New study links cervicovaginal microbiome to increased risk of Chlamydia infections

By Dr. Liji Thomas, MDReviewed by Lily Ramsey, LLMJan 17 2025

Research highlights how microbial imbalances elevate susceptibility to infection and reinfection, offering potential pathways for prevention and treatment.

Study: Cervicovaginal microbiome and natural history of Chlamydia trachomatis in adolescents and young women. Image Credit: Arif biswas/Shutterstock.com

The cervicovaginal microbiome (CVM) plays a crucial role in influencing the risk of genital tract infections. A recent study published in Cell examines how the CVM impacts the incidence and recurrence of Chlamydia trachomatis (CT) infections and their associated complications.

Understanding Chlamydia trachomatis

CT is the most common bacterial sexually transmitted infection (STI), with over 130 million cases reported in 2019. Its rising incidence over the past four decades has placed a significant burden on public health systems.

CT can lead to serious complications, including pelvic inflammatory disease (PID), miscarriage, chronic pelvic pain, infertility, and ectopic pregnancy. Infants born to mothers with CT are at risk for conjunctivitis and pneumonitis.

Adolescents and young adults (AYA) account for half of all new STI cases, with CT rates five times higher among Black and Hispanic AYAs compared to their White counterparts, highlighting stark disparities in health outcomes. Risk factors for CT include multiple sexual partners, previous STIs, age under 25, low educational attainment, and vaginal dysbiosis, commonly referred to as bacterial vaginosis (BV). However, since BV and CT share similar risk factors, their relationship remains complex and disentangled.
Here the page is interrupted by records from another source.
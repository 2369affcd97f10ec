//! Postgres-backed credential store.
//!
//! One `PgPool` is built at startup and shared by reference; every query runs
//! on its own pooled connection, so each statement sees read-committed data.

use async_trait::async_trait;
use sqlx::postgres::{PgPool, PgPoolOptions, PgRow};
use sqlx::Row;
use std::time::Duration;

use super::traits::*;
use crate::error::StoreError;

const SCHEMA: &[&str] = &[
    r#"CREATE TABLE IF NOT EXISTS rbac_users (
        id TEXT PRIMARY KEY,
        email TEXT NOT NULL,
        name TEXT NOT NULL DEFAULT '',
        password TEXT NOT NULL,
        activated BOOLEAN NOT NULL DEFAULT FALSE,
        created_at TIMESTAMPTZ NOT NULL DEFAULT now(),
        updated_at TIMESTAMPTZ NOT NULL DEFAULT now()
    )"#,
    r#"CREATE UNIQUE INDEX IF NOT EXISTS rbac_users_email_idx ON rbac_users (lower(email))"#,
    r#"CREATE TABLE IF NOT EXISTS rbac_roles (
        id BIGSERIAL PRIMARY KEY,
        public_id TEXT NOT NULL,
        name TEXT NOT NULL UNIQUE,
        description TEXT NOT NULL DEFAULT '',
        created_at TIMESTAMPTZ NOT NULL DEFAULT now(),
        updated_at TIMESTAMPTZ NOT NULL DEFAULT now()
    )"#,
    r#"CREATE TABLE IF NOT EXISTS rbac_permissions (
        id BIGSERIAL PRIMARY KEY,
        name TEXT NOT NULL UNIQUE,
        description TEXT NOT NULL DEFAULT '',
        created_at TIMESTAMPTZ NOT NULL DEFAULT now()
    )"#,
    r#"CREATE TABLE IF NOT EXISTS rbac_user_roles (
        user_id TEXT NOT NULL REFERENCES rbac_users(id) ON DELETE CASCADE,
        role_id BIGINT NOT NULL REFERENCES rbac_roles(id) ON DELETE CASCADE,
        PRIMARY KEY (user_id, role_id)
    )"#,
    r#"CREATE TABLE IF NOT EXISTS rbac_role_permissions (
        role_id BIGINT NOT NULL REFERENCES rbac_roles(id) ON DELETE CASCADE,
        permission_id BIGINT NOT NULL REFERENCES rbac_permissions(id) ON DELETE CASCADE,
        PRIMARY KEY (role_id, permission_id)
    )"#,
];

fn map_sqlx_error(err: sqlx::Error) -> StoreError {
    match err {
        sqlx::Error::PoolTimedOut => StoreError::Timeout,
        sqlx::Error::PoolClosed | sqlx::Error::Io(_) | sqlx::Error::Tls(_) => {
            StoreError::Unavailable(err.to_string())
        }
        sqlx::Error::Database(ref db) if db.is_unique_violation() => {
            StoreError::Conflict(db.message().to_string())
        }
        other => StoreError::Query(other.to_string()),
    }
}

fn identity_from_row(row: &PgRow) -> Result<Identity, sqlx::Error> {
    Ok(Identity {
        id: row.try_get("id")?,
        email: row.try_get("email")?,
        name: row.try_get("name")?,
        password_hash: row.try_get("password")?,
        activated: row.try_get("activated")?,
        created_at: row.try_get("created_at")?,
        updated_at: row.try_get("updated_at")?,
    })
}

fn role_from_row(row: &PgRow) -> Result<Role, sqlx::Error> {
    Ok(Role {
        id: row.try_get("id")?,
        public_id: row.try_get("public_id")?,
        name: row.try_get("name")?,
        description: row.try_get("description")?,
    })
}

/// Postgres credential store
pub struct PostgresCredentialStore {
    pool: PgPool,
}

impl PostgresCredentialStore {
    pub fn new(pool: PgPool) -> Self {
        Self { pool }
    }

    /// Opens the shared connection pool
    pub async fn connect(url: &str, max_connections: u32) -> StoreResult<Self> {
        let pool = PgPoolOptions::new()
            .max_connections(max_connections)
            .acquire_timeout(Duration::from_secs(5))
            .connect(url)
            .await
            .map_err(map_sqlx_error)?;
        Ok(Self::new(pool))
    }

    /// Creates the RBAC tables when missing
    pub async fn ensure_schema(&self) -> StoreResult<()> {
        for statement in SCHEMA {
            sqlx::query(statement)
                .execute(&self.pool)
                .await
                .map_err(map_sqlx_error)?;
        }
        Ok(())
    }

    pub async fn close(&self) {
        self.pool.close().await;
    }
}

#[async_trait]
impl CredentialStore for PostgresCredentialStore {
    async fn find_by_email(&self, email: &str) -> StoreResult<Option<Identity>> {
        let row = sqlx::query("SELECT * FROM rbac_users WHERE lower(email) = lower($1) LIMIT 1")
            .bind(email)
            .fetch_optional(&self.pool)
            .await
            .map_err(map_sqlx_error)?;
        row.as_ref()
            .map(identity_from_row)
            .transpose()
            .map_err(map_sqlx_error)
    }

    async fn find_by_id(&self, id: &str) -> StoreResult<Option<Identity>> {
        let row = sqlx::query("SELECT * FROM rbac_users WHERE id = $1")
            .bind(id)
            .fetch_optional(&self.pool)
            .await
            .map_err(map_sqlx_error)?;
        row.as_ref()
            .map(identity_from_row)
            .transpose()
            .map_err(map_sqlx_error)
    }

    async fn roles_of(&self, identity_id: &str) -> StoreResult<Vec<String>> {
        let rows = sqlx::query(
            r#"SELECT r.name
               FROM rbac_roles r
               JOIN rbac_user_roles ur ON ur.role_id = r.id
               WHERE ur.user_id = $1
               ORDER BY r.name"#,
        )
        .bind(identity_id)
        .fetch_all(&self.pool)
        .await
        .map_err(map_sqlx_error)?;
        rows.iter()
            .map(|row| row.try_get::<String, _>("name"))
            .collect::<Result<_, _>>()
            .map_err(map_sqlx_error)
    }

    async fn permissions_of(&self, role: &str) -> StoreResult<Vec<String>> {
        let rows = sqlx::query(
            r#"SELECT p.name
               FROM rbac_permissions p
               JOIN rbac_role_permissions rp ON rp.permission_id = p.id
               JOIN rbac_roles r ON r.id = rp.role_id
               WHERE r.name = $1
               ORDER BY p.name"#,
        )
        .bind(role)
        .fetch_all(&self.pool)
        .await
        .map_err(map_sqlx_error)?;
        rows.iter()
            .map(|row| row.try_get::<String, _>("name"))
            .collect::<Result<_, _>>()
            .map_err(map_sqlx_error)
    }

    async fn create_identity(&self, new_identity: NewIdentity) -> StoreResult<Identity> {
        let row = sqlx::query(
            r#"INSERT INTO rbac_users (id, email, name, password, activated)
               VALUES ($1, $2, $3, $4, FALSE)
               RETURNING *"#,
        )
        .bind(uuid::Uuid::new_v4().to_string())
        .bind(&new_identity.email)
        .bind(&new_identity.name)
        .bind(&new_identity.password_hash)
        .fetch_one(&self.pool)
        .await
        .map_err(map_sqlx_error)?;
        identity_from_row(&row).map_err(map_sqlx_error)
    }

    async fn update_password_hash(
        &self,
        id: &str,
        expected_hash: &str,
        new_hash: &str,
    ) -> StoreResult<()> {
        let result = sqlx::query(
            r#"UPDATE rbac_users
               SET password = $3, activated = TRUE, updated_at = now()
               WHERE id = $1 AND password = $2"#,
        )
        .bind(id)
        .bind(expected_hash)
        .bind(new_hash)
        .execute(&self.pool)
        .await
        .map_err(map_sqlx_error)?;
        if result.rows_affected() == 0 {
            return Err(StoreError::Conflict(
                "password hash changed concurrently or identity missing".to_string(),
            ));
        }
        Ok(())
    }

    async fn rename_identity(&self, id: &str, name: &str) -> StoreResult<Option<Identity>> {
        let row = sqlx::query(
            "UPDATE rbac_users SET name = $2, updated_at = now() WHERE id = $1 RETURNING *",
        )
        .bind(id)
        .bind(name)
        .fetch_optional(&self.pool)
        .await
        .map_err(map_sqlx_error)?;
        row.as_ref()
            .map(identity_from_row)
            .transpose()
            .map_err(map_sqlx_error)
    }

    async fn delete_identity(&self, id: &str) -> StoreResult<bool> {
        let result = sqlx::query("DELETE FROM rbac_users WHERE id = $1")
            .bind(id)
            .execute(&self.pool)
            .await
            .map_err(map_sqlx_error)?;
        Ok(result.rows_affected() > 0)
    }

    async fn assign_role(&self, identity_id: &str, role: &str) -> StoreResult<()> {
        let result = sqlx::query(
            r#"INSERT INTO rbac_user_roles (user_id, role_id)
               SELECT $1, id FROM rbac_roles WHERE name = $2
               ON CONFLICT DO NOTHING"#,
        )
        .bind(identity_id)
        .bind(role)
        .execute(&self.pool)
        .await
        .map_err(map_sqlx_error)?;
        if result.rows_affected() == 0 {
            let exists = sqlx::query("SELECT 1 FROM rbac_roles WHERE name = $1")
                .bind(role)
                .fetch_optional(&self.pool)
                .await
                .map_err(map_sqlx_error)?;
            if exists.is_none() {
                return Err(StoreError::Query(format!("role {} does not exist", role)));
            }
        }
        Ok(())
    }

    async fn revoke_role(&self, identity_id: &str, role: &str) -> StoreResult<()> {
        sqlx::query(
            r#"DELETE FROM rbac_user_roles
               WHERE user_id = $1
                 AND role_id IN (SELECT id FROM rbac_roles WHERE name = $2)"#,
        )
        .bind(identity_id)
        .bind(role)
        .execute(&self.pool)
        .await
        .map_err(map_sqlx_error)?;
        Ok(())
    }

    async fn list_identities(&self) -> StoreResult<Vec<Identity>> {
        let rows = sqlx::query("SELECT * FROM rbac_users ORDER BY email")
            .fetch_all(&self.pool)
            .await
            .map_err(map_sqlx_error)?;
        rows.iter()
            .map(identity_from_row)
            .collect::<Result<_, _>>()
            .map_err(map_sqlx_error)
    }

    async fn list_roles(&self) -> StoreResult<Vec<Role>> {
        let rows = sqlx::query("SELECT id, public_id, name, description FROM rbac_roles ORDER BY name")
            .fetch_all(&self.pool)
            .await
            .map_err(map_sqlx_error)?;
        rows.iter()
            .map(role_from_row)
            .collect::<Result<_, _>>()
            .map_err(map_sqlx_error)
    }

    async fn upsert_role(&self, name: &str, description: &str) -> StoreResult<Role> {
        sqlx::query(
            r#"INSERT INTO rbac_roles (public_id, name, description)
               VALUES ($1, $2, $3)
               ON CONFLICT (name) DO NOTHING"#,
        )
        .bind(uuid::Uuid::new_v4().to_string())
        .bind(name)
        .bind(description)
        .execute(&self.pool)
        .await
        .map_err(map_sqlx_error)?;

        let row = sqlx::query("SELECT id, public_id, name, description FROM rbac_roles WHERE name = $1")
            .bind(name)
            .fetch_one(&self.pool)
            .await
            .map_err(map_sqlx_error)?;
        role_from_row(&row).map_err(map_sqlx_error)
    }

    async fn upsert_permission(&self, name: &str, description: &str) -> StoreResult<Permission> {
        sqlx::query(
            r#"INSERT INTO rbac_permissions (name, description)
               VALUES ($1, $2)
               ON CONFLICT (name) DO NOTHING"#,
        )
        .bind(name)
        .bind(description)
        .execute(&self.pool)
        .await
        .map_err(map_sqlx_error)?;

        let row = sqlx::query("SELECT id, name, description FROM rbac_permissions WHERE name = $1")
            .bind(name)
            .fetch_one(&self.pool)
            .await
            .map_err(map_sqlx_error)?;
        Ok(Permission {
            id: row.try_get("id").map_err(map_sqlx_error)?,
            name: row.try_get("name").map_err(map_sqlx_error)?,
            description: row.try_get("description").map_err(map_sqlx_error)?,
        })
    }

    async fn grant_permission(&self, role: &str, permission: &str) -> StoreResult<()> {
        let result = sqlx::query(
            r#"INSERT INTO rbac_role_permissions (role_id, permission_id)
               SELECT r.id, p.id
               FROM rbac_roles r, rbac_permissions p
               WHERE r.name = $1 AND p.name = $2
               ON CONFLICT DO NOTHING"#,
        )
        .bind(role)
        .bind(permission)
        .execute(&self.pool)
        .await
        .map_err(map_sqlx_error)?;
        log::debug!(
            "grant {} -> {}: {} row(s) inserted",
            role,
            permission,
            result.rows_affected()
        );
        Ok(())
    }
}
The cervicovaginal microbiome

The CVM consists of bacteria and fungi, typically dominated by lactobacilli or characterized as polymicrobial. Key lactobacillus species—L. crispatus, L. iners, L. gasseri, and L. jensenii—produce lactic acid, creating an environment that inhibits CT colonization. Some species also reduce tryptophan levels, further limiting CT growth.

The CVM is categorized into molecular subtypes based on 16S rRNA gene sequencing and community state type (CST) clustering.

Study overview

The study aimed to explore the link between BV and CT over time while controlling for shared risk factors. Researchers examined 560 Black and Hispanic AYAs, including 187 women with newly diagnosed CT infections and 373 controls. Participants aged 13 to 21 years (mean age 20) were all sexually active.

CVM samples were collected approximately six months before infection, during infection, and six months post-infection. These samples were analyzed using a molecular BV score (molBV), an objective marker of CVM status, similar to the Nugent score used to diagnose BV.

Predicting CT risk

MolBV scores were significantly higher among individuals who later developed CT compared to controls. This difference was evident in pre-infection samples but disappeared after treatment, suggesting CVM dysbiosis may increase susceptibility to CT.

Participants with BV-like CVM features, characterized by higher molBV scores and greater microbial diversity, showed a higher risk of CT. Specifically, CST-IV-A, a subtype associated with Candidatus Lachnocurva vaginae, increased CT risk by 2.5 times and was linked to recurrent infections.

Further stratification revealed that individuals with an mBV-positive CVM profile were 62% more likely to acquire CT. Those classified as mBV-A (associated with CST-IV-A) had a 2.4-fold higher risk compared to mBV-B.

Candidatus Lachnocurva vaginae—33 times more prevalent in mBV-A—may disrupt protective lactic acid production, weakening the defense against CT. This species was closely linked to a network of ten bacterial genera, including Prevotella, Megasphaera, and Clostridium, which collectively predicted a 2.5-fold increase in CT risk per unit rise in microbial risk score (MRS).

Broader impacts on the CVM

CT infections caused significant changes in the CVM, although post-treatment samples often returned to baseline composition. However, mBV-intermediate states and CST-IV-A remained elevated in CT cases compared to controls.

The mBV-A state not only predicted new infections but also increased reinfection risk by 3.6 times. Overall, reinfection rates were 20.6% among CT cases versus 4% in controls, representing a sixfold higher risk.

Additionally, the mBV-positive state post-treatment correlated with increased rates of miscarriage, underscoring the clinical significance of CVM composition.

Conclusions

The study concludes that CVM features associated with BV—such as mBV states, CSTs, and specific bacterial taxa—strongly predict the risk of CT infection and reinfection. The loss of protective lactobacilli and increased microbial diversity provide biological support for these findings.

These results highlight the importance of classifying BV by molecular subtype to understand its relationship with CT better. The CVM’s role in susceptibility, recurrence, and complications also underscores its potential as a target for preventive and therapeutic interventions.